Before beginning this lesson, teachers need determine which governor each student will learn about. There should be four groups of students.
Before: Have students write down one thing they know about early Alabama or what they know about governors on a sticky note. Allow students to share with a partner. During this time, the teacher should monitor discussion to promote engagement.
The teacher should share something like this with the class, "Each state in our union has a governor. We have had a governor in our state since it was a territory. William Wyatt Bibb was our first governor. Today we are going to learn about him, his responsibilities, and his influence on our state. Also, you are going to collaborate with a team to learn about another early governor of Alabama."
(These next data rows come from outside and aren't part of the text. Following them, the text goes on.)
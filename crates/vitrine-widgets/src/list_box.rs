//! Scrollable list box with single or multiple selection and a custom item
//! presentation.
//!
//! The presentation of each item is a caller-supplied `Fn(&T) -> Fragment`
//! renderer, so an item can be anything from a single text line to an
//! avatar-plus-details card. The list box owns the cursor, the selection
//! set, and the scroll window; the renderer owns the markup.

use std::collections::BTreeSet;

use crossterm::event::{KeyCode, KeyEvent};
use ratatui::layout::Rect;
use ratatui::style::{Color, Modifier, Style};
use ratatui::text::Span;
use ratatui::widgets::Paragraph;
use ratatui::Frame;
use vitrine_core::command::Command;
use vitrine_core::component::Component;
use vitrine_core::fragment::Fragment;
use vitrine_core::theme::Theme;

/// Messages for the list box component.
#[derive(Debug, Clone)]
pub enum Message {
    /// A key press event forwarded to the list box.
    KeyPress(KeyEvent),
    /// Toggle (or, in single-select mode, set) the selection at an index.
    Toggle(usize),
    /// Emitted after the selection set changes, carrying the sorted indices.
    SelectionChanged(Vec<usize>),
}

/// Visual style configuration for the [`ListBox`] component.
#[derive(Debug, Clone)]
pub struct ListBoxStyle {
    /// Style of the cursor marker next to the highlighted item.
    pub cursor: Style,
    /// Style of the selection marker next to selected items.
    pub marker: Style,
}

impl Default for ListBoxStyle {
    fn default() -> Self {
        Self {
            cursor: Style::default()
                .fg(Color::Cyan)
                .add_modifier(Modifier::BOLD),
            marker: Style::default().fg(Color::Green),
        }
    }
}

impl ListBoxStyle {
    /// Derive the list box style from a theme.
    pub fn themed(theme: &Theme) -> Self {
        Self {
            cursor: Style::default()
                .fg(theme.accent)
                .add_modifier(Modifier::BOLD),
            marker: Style::default().fg(theme.success),
        }
    }
}

type ItemRenderer<T> = Box<dyn Fn(&T) -> Fragment + Send + Sync>;

/// A list of items with a cursor, a selection set, and a custom item
/// presentation.
///
/// # Example
///
/// ```rust,ignore
/// let list = ListBox::new(|person: &Person| {
///     Fragment::column()
///         .child(Fragment::text(format!("{} {}", person.first_name, person.last_name)))
///         .child(Fragment::text(&person.profession).role(Role::Secondary))
/// })
/// .with_multiple(true)
/// .with_selected([0, 2]);
/// ```
pub struct ListBox<T> {
    items: Vec<T>,
    renderer: ItemRenderer<T>,
    multiple: bool,
    selected: BTreeSet<usize>,
    cursor: usize,
    focus: bool,
    theme: Theme,
    style: ListBoxStyle,
}

impl<T: Send + 'static> ListBox<T> {
    /// Create an empty list box with the given item renderer.
    pub fn new(renderer: impl Fn(&T) -> Fragment + Send + Sync + 'static) -> Self {
        Self {
            items: Vec::new(),
            renderer: Box::new(renderer),
            multiple: false,
            selected: BTreeSet::new(),
            cursor: 0,
            focus: false,
            theme: Theme::default(),
            style: ListBoxStyle::default(),
        }
    }

    /// Allow more than one item to be selected at a time.
    pub fn with_multiple(mut self, multiple: bool) -> Self {
        self.multiple = multiple;
        self
    }

    /// Preselect the given indices. Out-of-range indices are kept and take
    /// effect once items are present.
    pub fn with_selected(mut self, indices: impl IntoIterator<Item = usize>) -> Self {
        self.selected = indices.into_iter().collect();
        if !self.multiple && self.selected.len() > 1 {
            let first = self.selected.iter().next().copied();
            self.selected = first.into_iter().collect();
        }
        self
    }

    /// Set the theme item fragments are resolved against.
    pub fn with_theme(mut self, theme: &Theme) -> Self {
        self.style = ListBoxStyle::themed(theme);
        self.theme = theme.clone();
        self
    }

    /// Set the visual style for this list box.
    pub fn with_style(mut self, style: ListBoxStyle) -> Self {
        self.style = style;
        self
    }

    /// Replace the items. The cursor is clamped; selections outside the new
    /// length are dropped.
    pub fn set_items(&mut self, items: Vec<T>) {
        self.items = items;
        if !self.items.is_empty() {
            self.cursor = self.cursor.min(self.items.len() - 1);
        } else {
            self.cursor = 0;
        }
        let len = self.items.len();
        self.selected.retain(|&i| i < len);
    }

    /// The items.
    pub fn items(&self) -> &[T] {
        &self.items
    }

    /// Number of items.
    pub fn len(&self) -> usize {
        self.items.len()
    }

    /// Whether the list is empty.
    pub fn is_empty(&self) -> bool {
        self.items.is_empty()
    }

    /// The highlighted (cursor) index.
    pub fn cursor(&self) -> usize {
        self.cursor
    }

    /// Sorted indices of the selected items.
    pub fn selected_indices(&self) -> Vec<usize> {
        self.selected.iter().copied().collect()
    }

    /// Give this list box keyboard focus.
    pub fn focus(&mut self) {
        self.focus = true;
    }

    /// Remove keyboard focus from this list box.
    pub fn blur(&mut self) {
        self.focus = false;
    }

    /// Toggle the selection state of an index (multiple mode) or make it the
    /// sole selection (single mode). No-op if out of range.
    fn toggle(&mut self, index: usize) -> bool {
        if index >= self.items.len() {
            return false;
        }
        if self.multiple {
            if !self.selected.remove(&index) {
                self.selected.insert(index);
            }
        } else {
            self.selected.clear();
            self.selected.insert(index);
        }
        true
    }

    fn move_cursor_up(&mut self) {
        self.cursor = self.cursor.saturating_sub(1);
    }

    fn move_cursor_down(&mut self) {
        if self.cursor + 1 < self.items.len() {
            self.cursor += 1;
        }
    }
}

impl<T: Send + 'static> Component for ListBox<T> {
    type Message = Message;

    fn update(&mut self, msg: Message) -> Command<Message> {
        match msg {
            Message::KeyPress(key) if self.focus => match key.code {
                KeyCode::Up | KeyCode::Char('k') => {
                    self.move_cursor_up();
                    Command::none()
                }
                KeyCode::Down | KeyCode::Char('j') => {
                    self.move_cursor_down();
                    Command::none()
                }
                KeyCode::Enter | KeyCode::Char(' ') => {
                    if self.toggle(self.cursor) {
                        Command::message(Message::SelectionChanged(self.selected_indices()))
                    } else {
                        Command::none()
                    }
                }
                _ => Command::none(),
            },
            Message::Toggle(index) => {
                if self.toggle(index) {
                    Command::message(Message::SelectionChanged(self.selected_indices()))
                } else {
                    Command::none()
                }
            }
            _ => Command::none(),
        }
    }

    fn view(&self, frame: &mut Frame, area: Rect) {
        if area.width < 3 || area.height == 0 {
            return;
        }

        let fragments: Vec<Fragment> = self.items.iter().map(|i| (self.renderer)(i)).collect();
        let heights: Vec<u16> = fragments.iter().map(|f| f.height().max(1)).collect();

        // Scroll the window so the cursor row is fully visible.
        let mut first = 0usize;
        loop {
            let mut used = 0u16;
            let mut cursor_fits = false;
            for (i, h) in heights.iter().enumerate().skip(first) {
                if used + h > area.height {
                    break;
                }
                used += h;
                if i == self.cursor {
                    cursor_fits = true;
                }
            }
            if cursor_fits || first >= self.cursor || first + 1 >= heights.len() {
                break;
            }
            first += 1;
        }

        let mut y = area.y;
        for (i, fragment) in fragments.iter().enumerate().skip(first) {
            let h = heights[i];
            if y + h > area.bottom() {
                break;
            }

            let cursor_mark = if self.focus && i == self.cursor {
                "❯"
            } else {
                " "
            };
            let select_mark = if self.selected.contains(&i) { "✓" } else { " " };
            frame.render_widget(
                Paragraph::new(Span::styled(cursor_mark, self.style.cursor)),
                Rect::new(area.x, y, 1, 1),
            );
            frame.render_widget(
                Paragraph::new(Span::styled(select_mark, self.style.marker)),
                Rect::new(area.x + 1, y, 1, 1),
            );

            let item_area = Rect::new(area.x + 3, y, area.width - 3, h);
            fragment.render(&self.theme, frame, item_area);
            y += h;
        }
    }

    fn focused(&self) -> bool {
        self.focus
    }
}

#[cfg(test)]
mod tests {
    use super::*;
    use crossterm::event::{KeyEventKind, KeyEventState, KeyModifiers};
    use vitrine_core::testing::render_component;
    use vitrine_core::theme::Role;

    struct Person {
        first_name: &'static str,
        last_name: &'static str,
        profession: &'static str,
    }

    fn people() -> Vec<Person> {
        vec![
            Person { first_name: "Aria", last_name: "Stone", profession: "Architect" },
            Person { first_name: "Bela", last_name: "Marsh", profession: "Sculptor" },
            Person { first_name: "Cato", last_name: "Reyes", profession: "Engineer" },
            Person { first_name: "Dina", last_name: "Falk", profession: "Composer" },
            Person { first_name: "Egon", last_name: "Hale", profession: "Historian" },
        ]
    }

    fn person_list() -> ListBox<Person> {
        let mut list = ListBox::new(|p: &Person| {
            Fragment::column()
                .child(Fragment::text(format!("{} {}", p.first_name, p.last_name)))
                .child(Fragment::text(p.profession).role(Role::Secondary))
        })
        .with_multiple(true);
        list.set_items(people());
        list
    }

    fn key(code: KeyCode) -> KeyEvent {
        KeyEvent {
            code,
            modifiers: KeyModifiers::NONE,
            kind: KeyEventKind::Press,
            state: KeyEventState::NONE,
        }
    }

    #[test]
    fn five_items_render_five_entries_unmodified() {
        let list = person_list();
        assert_eq!(list.len(), 5);
        let out = render_component(&list, 40, 10);
        for p in people() {
            assert!(out.contains(&format!("{} {}", p.first_name, p.last_name)));
            assert!(out.contains(p.profession));
        }
    }

    #[test]
    fn preselection_marks_items() {
        let mut list = ListBox::new(|p: &Person| Fragment::text(p.first_name))
            .with_multiple(true)
            .with_selected([0, 2]);
        list.set_items(people());
        assert_eq!(list.selected_indices(), vec![0, 2]);
    }

    #[test]
    fn space_toggles_selection_in_multiple_mode() {
        let mut list = person_list();
        list.focus();
        let cmd = list.update(Message::KeyPress(key(KeyCode::Char(' '))));
        assert!(matches!(
            cmd.into_message(),
            Some(Message::SelectionChanged(v)) if v == vec![0]
        ));
        let cmd = list.update(Message::KeyPress(key(KeyCode::Char(' '))));
        assert!(matches!(
            cmd.into_message(),
            Some(Message::SelectionChanged(v)) if v.is_empty()
        ));
    }

    #[test]
    fn single_mode_replaces_selection() {
        let mut list = ListBox::new(|p: &Person| Fragment::text(p.first_name));
        list.set_items(people());
        list.update(Message::Toggle(1));
        list.update(Message::Toggle(3));
        assert_eq!(list.selected_indices(), vec![3]);
    }

    #[test]
    fn cursor_stops_at_edges() {
        let mut list = person_list();
        list.focus();
        list.update(Message::KeyPress(key(KeyCode::Up)));
        assert_eq!(list.cursor(), 0);
        for _ in 0..10 {
            list.update(Message::KeyPress(key(KeyCode::Down)));
        }
        assert_eq!(list.cursor(), 4);
    }

    #[test]
    fn toggle_out_of_range_is_noop() {
        let mut list = person_list();
        let cmd = list.update(Message::Toggle(99));
        assert!(cmd.is_none());
        assert!(list.selected_indices().is_empty());
    }

    #[test]
    fn set_items_drops_stale_selection() {
        let mut list = person_list();
        list.update(Message::Toggle(4));
        list.set_items(people().into_iter().take(2).collect());
        assert!(list.selected_indices().is_empty());
    }
}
During: Begin by displaying the visual primary source of William Wyatt Bibb (PPT). Tell students who he is and that he is the focus of the first part of the lesson. Students can be asked what they think about him based on the visual, but this should lead into the next part of the lesson. Then, either post the article about William Wyatt Bibb on the projector screen, or provide each student with a copy of the article. Have chart paper displayed.
Read the article aloud once all the way through. Then go back paragraph by paragraph. Stop at the end of each paragraph. Discuss with students what they think is important and interesting about William Wyatt Bibb. Record these items on the "notes" chart. As you chart, remind students of the importance of taking notes in your own words. Continue this process until you get through the entire article.
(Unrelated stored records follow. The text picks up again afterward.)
use crate::event::TerminalEvent;
use crate::subscription::{Subscription, SubscriptionId};
use crossterm::event::EventStream;
use futures::future::ready;
use futures::StreamExt;

/// Identity marker for the terminal event subscription. There is one
/// terminal; every demo's declaration reconciles to the same id.
struct TerminalEvents;

/// Declare the terminal as an event source, mapping each event through a
/// demo-provided function.
///
/// The `map` closure decides which events become messages: return
/// `Some(msg)` to forward, `None` to discard. Events the showcase never
/// consumes (mouse, focus, paste) are already filtered out before the
/// closure runs; see [`TerminalEvent`].
///
/// # Example
///
/// ```rust,ignore
/// fn subscriptions(&self) -> Vec<Subscription<Msg>> {
///     vec![terminal_events(|event| match event {
///         TerminalEvent::Key(key) => Some(Msg::KeyPress(key)),
///         _ => None,
///     })]
/// }
/// ```
pub fn terminal_events<Msg: Send + 'static>(
    map: impl Fn(TerminalEvent) -> Option<Msg> + Send + Sync + 'static,
) -> Subscription<Msg> {
    // The EventStream is created on first poll, not at declaration.
    // Declarations happen every update cycle and are usually discarded;
    // eager creation would touch crossterm's global InternalEventReader
    // each time and interfere with the stream that is actually running.
    // EventStream::new() falls back to /dev/tty when stdin is not a TTY,
    // so demos keep receiving keys even with stdin redirected.
    let stream = futures::stream::once(async { EventStream::new() })
        .flatten()
        .filter_map(move |result| {
            ready(match result {
                Ok(event) => TerminalEvent::from_crossterm(event).and_then(&map),
                Err(_) => None,
            })
        })
        .boxed();
    Subscription::from_stream(SubscriptionId::of::<TerminalEvents>(), stream)
}

#[cfg(test)]
mod tests {
    use super::*;

    #[test]
    fn every_declaration_shares_one_identity() {
        let a = terminal_events::<u8>(|_| None);
        let b = terminal_events::<u8>(|_| Some(0));
        assert_eq!(a.id(), b.id());
    }
}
Read the notes aloud to your class and decide if there is anything else that the class would want others to know about William Wyatt Bibb.
Then examine the quote provided that William Wyatt Bibb shared with the General Assembly of Alabama (on same PPT slide). Discuss the quote and determine what Governor Bibb was conveying to them.
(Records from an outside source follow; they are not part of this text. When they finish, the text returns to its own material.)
//! # Upload Internationalization Demo
//!
//! The upload widget with a complete Finnish string table. Every label the
//! widget shows, from the add button to the size units, comes from the
//! replacement table. Press `a` to add a sample file, `x` to remove the
//! last one.
//!
//! Run with: `cargo run --example upload_internationalization`

use vitrine::crossterm::event::{KeyCode, KeyModifiers};
use vitrine::ratatui::Frame;
use vitrine::widgets::upload::{
    self, ErrorI18n, FileStatus, Plural, RemainingTimeI18n, StatusI18n, UnitsI18n, Upload,
    UploadFile, UploadI18n, UploadingErrorI18n, UploadingI18n,
};
use vitrine::{
    apply_theme, terminal_events, Command, Component, Model, RenderRoot, Subscription,
    TerminalEvent, Theme,
};

fn finnish() -> UploadI18n {
    UploadI18n {
        drop_files: Plural::new("Raahaa tiedosto tähän", "Raahaa tiedostot tähän"),
        add_files: Plural::new("Valitse tiedosto...", "Valitse tiedostot..."),
        error: ErrorI18n {
            too_many_files: "Liian monta tiedostoa.".to_string(),
            file_is_too_big: "Tiedosto on liian suuri.".to_string(),
            incorrect_file_type: "Väärä tiedostomuoto.".to_string(),
        },
        uploading: UploadingI18n {
            status: StatusI18n {
                connecting: "Yhdistetään...".to_string(),
                stalled: "Pysäytetty".to_string(),
                processing: "Käsitellään tiedostoa...".to_string(),
                held: "Jonossa".to_string(),
            },
            remaining_time: RemainingTimeI18n {
                prefix: "aikaa jäljellä: ".to_string(),
                unknown: "jäljellä olevaa aikaa ei saatavilla".to_string(),
            },
            error: UploadingErrorI18n {
                server_unavailable: "Palvelin ei vastaa".to_string(),
                unexpected_server_error: "Palvelinvirhe".to_string(),
                forbidden: "Kielletty".to_string(),
            },
        },
        units: UnitsI18n {
            size: ["t", "kt", "Mt", "Gt", "Tt", "Pt", "Et", "ZB", "YB"]
                .into_iter()
                .map(String::from)
                .collect(),
            size_base: 1000,
        },
    }
}

const SAMPLE_FILES: &[(&str, u64)] = &[
    ("raportti.pdf", 1_300_000),
    ("kuva.png", 245_000),
    ("muistio.txt", 960),
];

struct UploadDemo {
    theme: Theme,
    upload: Upload,
    next_sample: usize,
}

#[derive(Debug)]
enum Msg {
    AddSample,
    RemoveLast,
    Upload(upload::Message),
    Quit,
    Noop,
}

impl Model for UploadDemo {
    type Message = Msg;
    type Flags = Theme;

    fn init(theme: Theme) -> (Self, Command<Msg>) {
        let upload = Upload::new()
            .with_i18n(finnish())
            .with_max_files(2)
            .with_theme(&theme);
        (
            UploadDemo {
                theme,
                upload,
                next_sample: 0,
            },
            Command::none(),
        )
    }

    fn update(&mut self, msg: Msg) -> Command<Msg> {
        match msg {
            Msg::AddSample => {
                let (name, size) = SAMPLE_FILES[self.next_sample % SAMPLE_FILES.len()];
                self.next_sample += 1;
                self.upload
                    .update(upload::Message::FileAdded(UploadFile {
                        name: name.to_string(),
                        size,
                        status: FileStatus::Held,
                    }))
                    .map(Msg::Upload)
            }
            Msg::RemoveLast => {
                let count = self.upload.files().len();
                if count > 0 {
                    self.upload
                        .update(upload::Message::Remove(count - 1))
                        .map(Msg::Upload)
                } else {
                    Command::none()
                }
            }
            Msg::Upload(inner) => self.upload.update(inner).map(Msg::Upload),
            Msg::Quit => Command::quit(),
            Msg::Noop => Command::none(),
        }
    }

    fn view(&self, frame: &mut Frame) {
        let root = apply_theme(RenderRoot::new(frame.area()), &self.theme);
        self.upload.view(frame, root.area());
    }

    fn subscriptions(&self) -> Vec<Subscription<Msg>> {
        vec![terminal_events(|ev| match ev {
            TerminalEvent::Key(key) => match key.code {
                KeyCode::Char('q') | KeyCode::Esc => Some(Msg::Quit),
                KeyCode::Char('c') if key.modifiers.contains(KeyModifiers::CONTROL) => {
                    Some(Msg::Quit)
                }
                KeyCode::Char('a') => Some(Msg::AddSample),
                KeyCode::Char('x') => Some(Msg::RemoveLast),
                _ => Some(Msg::Noop),
            },
            _ => None,
        })]
    }
}

#[vitrine::tokio::main]
async fn main() -> Result<(), Box<dyn std::error::Error>> {
    vitrine::run::<UploadDemo>(Theme::dark()).await?;
    Ok(())
}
Assign students to their predetermined group. Provide students with the visual of their governor and his quote. Have students
1. View the visual first, and determine if any information about him is provided by examining the portrait.
2. Provide a copy of the the group's article to students. Follow the model for taking notes. Students can use notebook paper for this part. Assign each group its governor. Students will work with a partner within their group to read and take notes about their given governor. It is best to have groups with the same governor to sit in a common area. When all students in the group are finished, they will meet to discuss what is most important about their governor and what is interesting about him. Students also need to discuss, "is there anything else we'd want others to know about this person?" Students will put these important and interesting facts on their governor graphic organizer in the coordinating box.
3. Examine the quote provided that each governor shared and examine the context. Discuss the quote as a team and determine what their governor was trying to convey through this quote. Add important information from this discussion to the graphic organizer in order to share it with peers.
If you are making this a two day lesson then stop here and recap the importance of reading for information and taking clear notes. Explain to students that tomorrow they will be sharing their information with others.
During Part 2: Divide students into groups of four; one person should be from each governor expert group. Have students in these groups sit together in a manner that promotes discussion and collaboration. Students will take turns sharing about their governor. When one person is presenting, then the other three members are listening and recording important information. Students should each have an opportunity to share their learning and record the learning of others.
After: Once students have had time to share information, pose the following discussion questions for the jigsaw groups to answer: (A graphic organizer is provided.)
- What do your governors have in common?
- Which governor do you think had the biggest impact on Alabama? Why?
- Did any of our governors have an impact in other states, territories, or the federal government?How?
- Are you surprised by any of the achievements of these governors?
- What kind of qualities do you think these governors needed to lead our state during its early years? Why do you think so?
- How can learning about our first few governors help us to possibly understand the beginnings of other states?
After students have had an opportunity to discuss each question, then have students share out to the class their discussion and thinking. A ThinkSheet organizer is provided for students to record their answers to these questions, in order to hold their thinking.
Students will write an organized paragraph about one of the four governors they studied. Students should write it for someone who is not in their class and should include information they think others should know about this governor. If your students are not proficient at writing organized paragraphs, then take time here to model how to write one using the information on William Wyatt Bibb. Encourage student input, and have students write their own copy so they can use it as a reference. A rubric is provided to use when grading.